Expert Source: John de Graaf, president of the Take Back Your Time initiative and coauthor of Affluenza: The All-Consuming Epidemic.
When it comes to paid time off, American workers get the short end of the stick. In Spain and Germany, for example, employees receive some 30 days off each year, as mandated by law. The average staffer in the United States, meanwhile, receives only about 16 days — and as many as a quarter of all businesses don’t offer any vacation time.
What’s more, millions of Americans who do receive vacation time don’t use all of it. According to Project: Time Off, a Washington, D.C.–based nonprofit, more than half of U.S. workers didn’t use all their vacation time in 2015. That’s a whopping 658 million days off that no one enjoyed.
The resistance is understandable. The thought of work piling up, the fact that travel can be prohibitively expensive, and the challenge of choosing what to do with limited free time can all make vacations feel like more trouble than they’re worth.
But multiple studies have shown that taking time off isn’t simply an indulgence — it’s essential for health and productivity.
John de Graaf, president of the Take Back Your Time initiative, explains how to overcome vacation anxiety and reclaim your leisure time.
Challenges to Overcome
• Concern about work not getting done. “People worry that while they’re away the emails will pile up and there will be no one to cover for them,” says de Graaf. The feeling that things will simply fall apart in their absence can cause people to postpone time off indefinitely.
• Fear of resentment. You may be convinced that the people who cover for you will resent you — and that you’ll have to deal with animosity when you return.
• Fear of being perceived as a slacker. Even though your claim on vacation time is legitimate, you might worry that you’ll be seen as less devoted to your job if you use it. If you’re self-employed, you might feel pressured to always be on call for your clients, lest they take their business to someone who seems to be more available.
• An antivacation work culture. Workplace attitudes have a powerful impact on vacation use. “You have some managers who will say or imply, ‘Loyalty means being here all the time,’” says de Graaf. Executives often brag about never taking time off. If you swim against this tide, colleagues may drop hints that you’re not working as hard as they are.
• Workaholism. You may have internalized the widespread American attitude that relentless labor is more commendable than a balanced life, he says. You may believe that taking time off is a sign of laziness, that you don’t deserve a vacation, or that a serious job means never taking breaks.
• Money worries. People often feel that if they are going to go to the trouble of taking a vacation, it has to be “worth it.” For a lot of us, this means “expensive”: a fancy cruise, a trip abroad, or two weeks at an all-inclusive resort. If this is your belief and you can’t afford the expense, you’re likely to skip vacations altogether.

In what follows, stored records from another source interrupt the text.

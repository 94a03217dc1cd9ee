//! Error types for the storage layer
//!
//! `StorageError` is the single error type returned by every store operation.
//! Validation failures are raised before any backend call; backend failures are
//! carried in `Internal` together with the operation that produced them.

use std::fmt::{Display, Formatter};

/// Result alias used across the storage layer
pub type Result<T> = std::result::Result<T, StorageError>;

/// Storage error taxonomy
#[derive(thiserror::Error, Debug)]
pub enum StorageError {
    #[error("{0}")]
    InvalidArgument(String),

    #[error("pageToken is not valid: {0:?}")]
    InvalidPageToken(String),

    #[error("{kind} {key:?} not found")]
    NotFound { kind: &'static str, key: String },

    #[error("{kind} {key:?} is not unique")]
    AlreadyExists { kind: &'static str, key: String },

    #[error("{context}: {source}")]
    Internal {
        context: String,
        #[source]
        source: Box<dyn std::error::Error + Send + Sync>,
    },
}

impl StorageError {
    /// Invalid request field, e.g. `invalid field offset: must be non-negative`
    pub fn invalid_field(field: &str, reason: &str) -> Self {
        StorageError::InvalidArgument(format!("invalid field {}: {}", field, reason))
    }

    pub fn not_found(kind: &'static str, key: impl Into<String>) -> Self {
        StorageError::NotFound {
            kind,
            key: key.into(),
        }
    }

    pub fn already_exists(kind: &'static str, key: impl Into<String>) -> Self {
        StorageError::AlreadyExists {
            kind,
            key: key.into(),
        }
    }

    pub fn internal(
        context: impl Into<String>,
        source: impl Into<Box<dyn std::error::Error + Send + Sync>>,
    ) -> Self {
        StorageError::Internal {
            context: context.into(),
            source: source.into(),
        }
    }

    pub fn kind(&self) -> ErrorKind {
        match self {
            StorageError::InvalidArgument(_) | StorageError::InvalidPageToken(_) => {
                ErrorKind::InvalidArgument
            }
            StorageError::NotFound { .. } => ErrorKind::NotFound,
            StorageError::AlreadyExists { .. } => ErrorKind::AlreadyExists,
            StorageError::Internal { .. } => ErrorKind::Internal,
        }
    }
}

/// Coarse error classification used by callers to pick a response status
#[derive(Debug, Clone, Copy, PartialEq, Eq)]
pub enum ErrorKind {
    InvalidArgument,
    NotFound,
    AlreadyExists,
    Internal,
}

impl ErrorKind {
    pub fn as_str(self) -> &'static str {
        match self {
            ErrorKind::InvalidArgument => "INVALID_ARGUMENT",
            ErrorKind::NotFound => "NOT_FOUND",
            ErrorKind::AlreadyExists => "ALREADY_EXISTS",
            ErrorKind::Internal => "INTERNAL",
        }
    }
}

impl Display for ErrorKind {
    fn fmt(&self, f: &mut Formatter<'_>) -> std::fmt::Result {
        write!(f, "{}", self.as_str())
    }
}
//! Segment operations

use async_trait::async_trait;
use sea_orm::{ActiveValue::Set, ColumnTrait, EntityTrait, PaginatorTrait, QueryFilter};
use tracing::debug;

use vane_common::{Result, StorageError};

use super::{DbResultExt, SqlStore, insert_error, namespace_or_default};
use crate::entity::segments;
use crate::model::{CreateSegmentRequest, ResultSet, Segment};
use crate::pagination::{self, NamespaceScope, QueryParams};
use crate::traits::SegmentStore;

fn scoped(scope: &NamespaceScope) -> sea_orm::Select<segments::Entity> {
    let select = segments::Entity::find();
    match scope {
        NamespaceScope::Namespace(key) => {
            select.filter(segments::Column::NamespaceKey.eq(key.as_str()))
        }
        NamespaceScope::All => select,
    }
}

#[async_trait]
impl SegmentStore for SqlStore {
    async fn get_segment(&self, namespace_key: &str, key: &str) -> Result<Segment> {
        let namespace_key = namespace_or_default(namespace_key);

        segments::Entity::find_by_id((namespace_key.to_string(), key.to_string()))
            .one(&self.db)
            .await
            .context("get segment")?
            .map(Segment::from)
            .ok_or_else(|| {
                StorageError::not_found("segment", format!("{}/{}", namespace_key, key))
            })
    }

    async fn list_segments(&self, params: &QueryParams) -> Result<ResultSet<Segment>> {
        let plan = params.build()?;

        let page = pagination::list(&self.db, scoped(&plan.namespace), &plan).await?;

        Ok(page.map(Segment::from))
    }

    async fn count_segments(&self, scope: &NamespaceScope) -> Result<u64> {
        scoped(scope)
            .count(&self.db)
            .await
            .context("count segments")
    }

    async fn create_segment(&self, request: &CreateSegmentRequest) -> Result<Segment> {
        let namespace_key = namespace_or_default(&request.namespace_key);
        self.require_namespace(namespace_key).await?;

        let existing =
            segments::Entity::find_by_id((namespace_key.to_string(), request.key.clone()))
                .one(&self.db)
                .await
                .context("get segment")?;
        if existing.is_some() {
            return Err(StorageError::already_exists("segment", &request.key));
        }

        let now = self.now();
        let entity = segments::ActiveModel {
            namespace_key: Set(namespace_key.to_string()),
            key: Set(request.key.clone()),
            name: Set(request.name.clone()),
            description: Set(request.description.clone()),
            match_type: Set(request.match_type.into()),
            created_at: Set(now),
            updated_at: Set(now),
        };

        segments::Entity::insert(entity)
            .exec_without_returning(&self.db)
            .await
            .map_err(|e| insert_error(e, "segment", &request.key, "create segment"))?;

        debug!(namespace = namespace_key, key = %request.key, "Created segment");

        Ok(Segment {
            namespace_key: namespace_key.to_string(),
            key: request.key.clone(),
            name: request.name.clone(),
            description: request.description.clone(),
            match_type: request.match_type,
            created_at: now,
            updated_at: now,
        })
    }
}
//! Segment entity

use sea_orm::entity::prelude::*;
use serde::{Deserialize, Serialize};

use crate::pagination::Paginated;

#[derive(Clone, Debug, PartialEq, DeriveEntityModel, Eq, Serialize, Deserialize)]
#[sea_orm(table_name = "segments")]
pub struct Model {
    #[sea_orm(primary_key, auto_increment = false)]
    pub namespace_key: String,
    #[sea_orm(primary_key, auto_increment = false)]
    pub key: String,
    pub name: String,
    #[sea_orm(column_type = "Text")]
    pub description: String,
    /// 0 = ALL, 1 = ANY
    pub match_type: i32,
    pub created_at: DateTimeUtc,
    pub updated_at: DateTimeUtc,
}

#[derive(Copy, Clone, Debug, EnumIter, DeriveRelation)]
pub enum Relation {
    #[sea_orm(
        belongs_to = "super::namespaces::Entity",
        from = "Column::NamespaceKey",
        to = "super::namespaces::Column::Key",
        on_delete = "Cascade"
    )]
    Namespace,
}

impl Related<super::namespaces::Entity> for Entity {
    fn to() -> RelationDef {
        Relation::Namespace.def()
    }
}

impl ActiveModelBehavior for ActiveModel {}

impl Paginated for Entity {
    fn created_column() -> Column {
        Column::CreatedAt
    }

    fn key_column() -> Column {
        Column::Key
    }

    fn tie_break_columns() -> Vec<Column> {
        vec![Column::NamespaceKey, Column::Key]
    }

    fn cursor_key(model: &Model) -> &str {
        &model.key
    }
}
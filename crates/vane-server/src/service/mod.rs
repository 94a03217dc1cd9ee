//! Server operations
//!
//! `Server` validates requests, forwards them to the store, and shapes the
//! responses. It holds no state besides the store handle.

mod admin;
mod flag;
mod namespace;

use std::sync::Arc;

use vane_persistence::Store;

#[derive(Clone)]
pub struct Server {
    store: Arc<dyn Store>,
}

impl Server {
    pub fn new(store: Arc<dyn Store>) -> Self {
        Self { store }
    }

    pub fn store(&self) -> &Arc<dyn Store> {
        &self.store
    }
}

• Scheduling hassles. Planning a vacation is a challenge, especially when it involves navigating multiple work and social calendars. “You and your partner may have different schedules, so it’s hard for the two of you to find time to go away together,” says de Graaf. If you add kids or pets to the mix, things can get even trickier.
Strategies for Success
• Treat vacation as a healthcare investment. Contrary to popular belief, taking a vacation is not a luxury. It’s essential for your overall health.
“There’s plenty of evidence that people who regularly take vacations are much less likely to have heart disease than people who don’t,” de Graaf notes. “A study found that women who don’t take regular vacations are about twice as likely to suffer from depression. And their susceptibility increases the longer they delay taking a vacation.”

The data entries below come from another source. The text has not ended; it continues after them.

//! Vane server
//!
//! Request validation and response shaping on top of `vane-persistence`,
//! plus configuration and logging for the `vane` command line.

pub mod model;
pub mod service;
pub mod startup;

pub use service::Server;
//! Utility functions for Vane

use std::sync::LazyLock;

/// Regex pattern for namespace, flag, and segment keys
static KEY_PATTERN: LazyLock<regex::Regex> =
    LazyLock::new(|| regex::Regex::new("^[-_,A-Za-z0-9]+$").expect("Invalid regex pattern"));

/// Validate an entity key
///
/// Allowed characters: alphanumeric, hyphen, underscore, comma. Empty keys are rejected.
///
/// # Examples
///
/// ```
/// use vane_common::is_valid_key;
///
/// assert!(is_valid_key("checkout-v2"));
/// assert!(is_valid_key("team_a,beta"));
/// assert!(!is_valid_key(""));
/// assert!(!is_valid_key("with spaces"));
/// ```
pub fn is_valid_key(key: &str) -> bool {
    KEY_PATTERN.is_match(key)
}
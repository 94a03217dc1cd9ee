//! Schema bootstrap
//!
//! Applies the bundled DDL for the connected backend and seeds the protected
//! default namespace. Every statement is idempotent, so bootstrapping an
//! existing database is a no-op. This is not a migration system.

use chrono::Utc;
use sea_orm::{ConnectionTrait, DatabaseConnection, DbBackend, EntityTrait};
use tracing::{debug, info};

use vane_common::{DEFAULT_NAMESPACE, Result};

use crate::entity::namespaces;
use crate::sql::{BackendCapabilities, DbResultExt, default_namespace};

const SQLITE_SCHEMA: &str = include_str!("../../../conf/sqlite-schema.sql");
const POSTGRESQL_SCHEMA: &str = include_str!("../../../conf/postgresql-schema.sql");
const MYSQL_SCHEMA: &str = include_str!("../../../conf/mysql-schema.sql");

/// Bundled DDL for a backend
pub fn schema_for(backend: DbBackend) -> &'static str {
    match backend {
        DbBackend::MySql => MYSQL_SCHEMA,
        DbBackend::Postgres => POSTGRESQL_SCHEMA,
        _ => SQLITE_SCHEMA,
    }
}

/// Split a DDL script into statements.
///
/// Comment lines go first so a `;` inside a comment never ends a statement.
fn statements(script: &str) -> Vec<String> {
    script
        .lines()
        .filter(|line| !line.trim_start().starts_with("--"))
        .collect::<Vec<_>>()
        .join("\n")
        .split(';')
        .map(|statement| statement.trim().to_string())
        .filter(|statement| !statement.is_empty())
        .collect()
}

/// Create the tables if needed and make sure the default namespace exists.
pub async fn bootstrap(db: &DatabaseConnection) -> Result<()> {
    let backend = db.get_database_backend();

    for statement in statements(schema_for(backend)) {
        debug!(statement = %statement, "Applying schema statement");
        db.execute_unprepared(&statement)
            .await
            .context("apply schema")?;
    }

    let created = ensure_default_namespace(db).await?;
    info!(
        backend = ?backend,
        seeded_default_namespace = created,
        "Schema bootstrap complete"
    );
    Ok(())
}

/// Insert the protected default namespace when it is missing.
///
/// Returns whether a row was inserted.
pub async fn ensure_default_namespace(db: &DatabaseConnection) -> Result<bool> {
    let existing = namespaces::Entity::find_by_id(DEFAULT_NAMESPACE.to_string())
        .one(db)
        .await
        .context("get namespace")?;
    if existing.is_some() {
        return Ok(false);
    }

    let now = BackendCapabilities::for_backend(db.get_database_backend())
        .timestamp_precision
        .truncate(Utc::now());

    namespaces::Entity::insert(default_namespace(now))
        .exec_without_returning(db)
        .await
        .context("insert default namespace")?;

    Ok(true)
}
//! Namespace entity

use sea_orm::entity::prelude::*;
use serde::{Deserialize, Serialize};

use crate::pagination::Paginated;

#[derive(Clone, Debug, PartialEq, DeriveEntityModel, Eq, Serialize, Deserialize)]
#[sea_orm(table_name = "namespaces")]
pub struct Model {
    #[sea_orm(primary_key, auto_increment = false)]
    pub key: String,
    pub name: String,
    #[sea_orm(column_type = "Text")]
    pub description: String,
    pub protected: bool,
    pub created_at: DateTimeUtc,
    pub updated_at: DateTimeUtc,
}

#[derive(Copy, Clone, Debug, EnumIter, DeriveRelation)]
pub enum Relation {
    #[sea_orm(has_many = "super::flags::Entity")]
    Flags,
    #[sea_orm(has_many = "super::segments::Entity")]
    Segments,
}

impl Related<super::flags::Entity> for Entity {
    fn to() -> RelationDef {
        Relation::Flags.def()
    }
}

impl Related<super::segments::Entity> for Entity {
    fn to() -> RelationDef {
        Relation::Segments.def()
    }
}

impl ActiveModelBehavior for ActiveModel {}

impl Paginated for Entity {
    const SCOPED: bool = false;

    fn created_column() -> Column {
        Column::CreatedAt
    }

    fn key_column() -> Column {
        Column::Key
    }

    fn tie_break_columns() -> Vec<Column> {
        vec![Column::Key]
    }

    fn cursor_key(model: &Model) -> &str {
        &model.key
    }
}
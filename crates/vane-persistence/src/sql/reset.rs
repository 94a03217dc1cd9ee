//! Content reset engine
//!
//! Removing a namespace removes everything it owns. Whole-store wipes run in a
//! single transaction: the transaction is rolled back when dropped uncommitted,
//! so an early error or a cancelled caller leaves the store untouched.

use chrono::{DateTime, Utc};
use sea_orm::{
    ActiveValue::Set, ColumnTrait, ConnectionTrait, DatabaseConnection, EntityTrait, QueryFilter,
    TransactionTrait,
};
use tracing::{debug, info};

use vane_common::{
    DEFAULT_NAMESPACE, DEFAULT_NAMESPACE_DESCRIPTION, DEFAULT_NAMESPACE_NAME, Result,
};

use super::{BackendCapabilities, DbResultExt};
use crate::entity::{constraints, flags, namespaces, rules, segments};

/// Row for the protected default namespace
pub fn default_namespace(now: DateTime<Utc>) -> namespaces::ActiveModel {
    namespaces::ActiveModel {
        key: Set(DEFAULT_NAMESPACE.to_string()),
        name: Set(DEFAULT_NAMESPACE_NAME.to_string()),
        description: Set(DEFAULT_NAMESPACE_DESCRIPTION.to_string()),
        protected: Set(true),
        created_at: Set(now),
        updated_at: Set(now),
    }
}

/// Delete children of `$entity` for one namespace, or for all of them.
macro_rules! delete_scoped {
    ($conn:expr, $entity:ident, $namespace_key:expr) => {{
        let mut delete = $entity::Entity::delete_many();
        if let Some(key) = $namespace_key {
            delete = delete.filter($entity::Column::NamespaceKey.eq(key));
        }
        delete
            .exec($conn)
            .await
            .context(concat!("delete ", stringify!($entity)))?
            .rows_affected
    }};
}

/// Delete one namespace (or every namespace when `namespace_key` is `None`)
/// together with its flags, segments, constraints, and rules.
///
/// Without declarative cascades the children go first, in dependency order.
/// Returns the number of namespaces removed.
pub(crate) async fn delete_namespaces<C>(
    conn: &C,
    capabilities: BackendCapabilities,
    namespace_key: Option<&str>,
) -> Result<u64>
where
    C: ConnectionTrait,
{
    if !capabilities.cascade_deletes {
        let deleted_rules = delete_scoped!(conn, rules, namespace_key);
        let deleted_constraints = delete_scoped!(conn, constraints, namespace_key);
        let deleted_flags = delete_scoped!(conn, flags, namespace_key);
        let deleted_segments = delete_scoped!(conn, segments, namespace_key);
        debug!(
            rules = deleted_rules,
            constraints = deleted_constraints,
            flags = deleted_flags,
            segments = deleted_segments,
            "Deleted namespace content explicitly"
        );
    }

    let mut delete = namespaces::Entity::delete_many();
    if let Some(key) = namespace_key {
        delete = delete.filter(namespaces::Column::Key.eq(key));
    }
    let removed = delete
        .exec(conn)
        .await
        .context("delete namespaces")?
        .rows_affected;

    Ok(removed)
}

/// Wipe every namespace and recreate the protected default namespace.
pub(crate) async fn reset_all(
    db: &DatabaseConnection,
    capabilities: BackendCapabilities,
    now: DateTime<Utc>,
) -> Result<()> {
    let txn = db.begin().await.context("begin reset transaction")?;

    let removed = delete_namespaces(&txn, capabilities, None).await?;

    namespaces::Entity::insert(default_namespace(now))
        .exec_without_returning(&txn)
        .await
        .context("insert default namespace")?;

    txn.commit().await.context("commit reset transaction")?;

    info!(
        removed_namespaces = removed,
        "Reset all content to the default namespace"
    );
    Ok(())
}

/// Wipe every namespace without recreating the default one.
pub(crate) async fn purge_namespaces(
    db: &DatabaseConnection,
    capabilities: BackendCapabilities,
) -> Result<()> {
    let txn = db.begin().await.context("begin purge transaction")?;

    let removed = delete_namespaces(&txn, capabilities, None).await?;

    txn.commit().await.context("commit purge transaction")?;

    info!(removed_namespaces = removed, "Purged all namespaces");
    Ok(())
}
//! Flag storage trait

use async_trait::async_trait;

use vane_common::Result;

use crate::model::{CreateFlagRequest, Flag, ResultSet};
use crate::pagination::{NamespaceScope, QueryParams};

#[async_trait]
pub trait FlagStore: Send + Sync {
    async fn get_flag(&self, namespace_key: &str, key: &str) -> Result<Flag>;

    /// List flags in the namespace selected by the query options
    async fn list_flags(&self, params: &QueryParams) -> Result<ResultSet<Flag>>;

    async fn count_flags(&self, scope: &NamespaceScope) -> Result<u64>;

    async fn create_flag(&self, request: &CreateFlagRequest) -> Result<Flag>;
}
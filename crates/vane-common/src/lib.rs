//! Vane Common - Shared types, errors, and utilities
//!
//! This crate provides the foundational pieces used across all Vane components:
//! - The storage error taxonomy
//! - Reserved namespace constants
//! - Key validation helpers

pub mod error;
pub mod utils;

// Re-exports for convenience
pub use error::{ErrorKind, Result, StorageError};
pub use utils::is_valid_key;

/// Key of the namespace that must exist at all times
pub const DEFAULT_NAMESPACE: &str = "default";

/// Display name given to the default namespace when it is (re)created
pub const DEFAULT_NAMESPACE_NAME: &str = "Default";

/// Description given to the default namespace when it is (re)created
pub const DEFAULT_NAMESPACE_DESCRIPTION: &str = "Default namespace";

/// Namespace filter value that selects every namespace
pub const ALL_NAMESPACES: &str = "*";

#[cfg(test)]
mod tests {
    use super::*;

    #[test]
    fn test_reserved_namespace_constants() {
        assert_eq!(DEFAULT_NAMESPACE, "default");
        assert_eq!(DEFAULT_NAMESPACE_NAME, "Default");
        assert_eq!(DEFAULT_NAMESPACE_DESCRIPTION, "Default namespace");
        assert!(!is_valid_key(ALL_NAMESPACES));
    }
}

• Plan trips well ahead of time. “People who plan vacations are far more likely to take them,” de Graaf says, adding that most planning stress results from a lack of time. Planning ahead lets you take advantage of cheaper airfares and more lodging options. Starting early also lets you imagine a variety of possibilities, making planning fun instead of frustrating.
• Make arrangements with work colleagues. Give those who rely on you plenty of notice before your vacations. Establish who will cover for you while you’re gone, and make arrangements to return the favor. This can reduce stress on both sides, says de Graaf.
• Understand vacation’s benefits. If your manager discourages time off, try sharing research about how vacations improve productivity. De Graaf’s nonprofit (www.takebackyourtime.org) has an archive of relevant articles, as does business consultant Tony Schwartz’s Energy Project (www.theenergyproject.com). If you’re self-employed, read these articles to your inner taskmaster.
• Take the vacation you can afford. If you’re strapped for cash, an expensive vacation will cause more stress than it relieves — but there’s no reason that a trip has to be expensive. “When I was a kid, my family didn’t have a lot of money, so we went camping,” de Graaf says. “It didn’t cost very much, and it’s what I remember most fondly from my childhood.”
You can also take staycations, which cost nothing. What’s so bad about spending a week sleeping late and drinking coffee in your pajamas at home?
• Go away by yourself. If coordinating a vacation with your partner or family is simply not feasible every year, take a trip by yourself, and encourage your partner to do the same, advises de Graaf. “Vacation can be a nice opportunity to enjoy yourself on your own,” he says. It also gives you a chance to spend your time exactly as you like. This is important to do occasionally, since — like lost vacation days — your time isn’t something you can get back.